UN Women works in crises prevention, preparedness and response to reduce vulnerabilities, address risks, promote resilience and leverage women’s leadership.

UN Women fulfils its role in conflict prevention and recovery through its normative work in assisting Member States and the United Nations to develop and implement policies; coordination across the UN system and the humanitarian community; and through programming on the ground. Our mandate in this area is supported by three operational programmes on crisis prevention, preparedness and response. 

Under crises prevention, preparedness and disaster risk reduction, UN Women, United Nations for Disaster Risk Reduction and International Federation of Red Cross and Red Crescent Societies have joined forces to address the high and unequal risk exposure of women and girls to the impact of climate-related natural disaster.
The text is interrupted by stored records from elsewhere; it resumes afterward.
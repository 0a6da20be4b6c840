use crate::error::AppError;
use config::{Config as Cfg, File};
use serde::Deserialize;
use std::str::FromStr;

#[derive(Debug, Deserialize, Clone)]
pub struct Config {
    #[serde(default = "default_port")]
    pub port: u16,
    #[serde(default = "default_host")]
    pub host: String,
}

fn default_port() -> u16 {
    8080
}

fn default_host() -> String {
    "0.0.0.0".to_string()
}

impl Default for Config {
    fn default() -> Self {
        Self {
            port: default_port(),
            host: default_host(),
        }
    }
}

impl Config {
    pub fn load() -> Result<Self, AppError> {
        dotenvy::dotenv().ok();

        let config = Cfg::builder()
            .add_source(File::with_name("configuration").required(false))
            .add_source(config::Environment::with_prefix("APP").separator("__"))
            .build()?;

        Ok(config.try_deserialize()?)
    }
}

/// Read an environment variable, falling back to `default` when it is unset.
///
/// A value that is present but does not parse is a configuration error rather than
/// a silent fallback.
pub fn env_or<T>(key: &str, default: T) -> Result<T, AppError>
where
    T: FromStr,
    T::Err: std::fmt::Display,
{
    match std::env::var(key) {
        Ok(raw) => raw.trim().parse::<T>().map_err(|e| {
            AppError::ConfigError(anyhow::anyhow!("{} has an invalid value {:?}: {}", key, raw, e))
        }),
        Err(_) => Ok(default),
    }
}

/// Read a required environment variable.
pub fn env_required(key: &str) -> Result<String, AppError> {
    std::env::var(key).map_err(|_| AppError::ConfigError(anyhow::anyhow!("{} is required", key)))
}

#[cfg(test)]
mod tests {
    use super::*;

    #[test]
    fn env_or_uses_default_when_unset() {
        let value: u64 = env_or("SERVICE_CORE_TEST_UNSET_VARIABLE", 42).unwrap();
        assert_eq!(value, 42);
    }

    #[test]
    fn env_required_reports_missing_key() {
        let err = env_required("SERVICE_CORE_TEST_MISSING_VARIABLE").unwrap_err();
        assert!(err.to_string().contains("SERVICE_CORE_TEST_MISSING_VARIABLE"));
    }
}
The joint global programme, Gender Inequality of Risk and promoting Community Resilience to Natural Hazards in a Changing Climate (GIR) provides a mechanism to support countries in operationalizing and achieving the gender commitments under the Sendai framework Agreement for Disaster Risk Reduction, and to deliver on the 2030 Agenda for Sustainable Development.

Under crisis response, UN Women works in complex humanitarian contexts in 30 countries to restore dignity and promote resilience of female-headed households, and provide durable solutions for refugees. In 2016 alone, UN Women served 120 000 displaced and refugee women and girls under its global flagship programme initiative, Women’s Leadership, Empowerment, Access and Protection (LEAP) . The Global Acceleration Instrument (GAI) for Women, Peace and Security and Humanitarian Action, set up by UN Women, is a flexible and rapid global funding mechanism. By investing directly in local women’s groups, the GAI is an effective and efficient way to provide significantly higher levels of direct support to local responders.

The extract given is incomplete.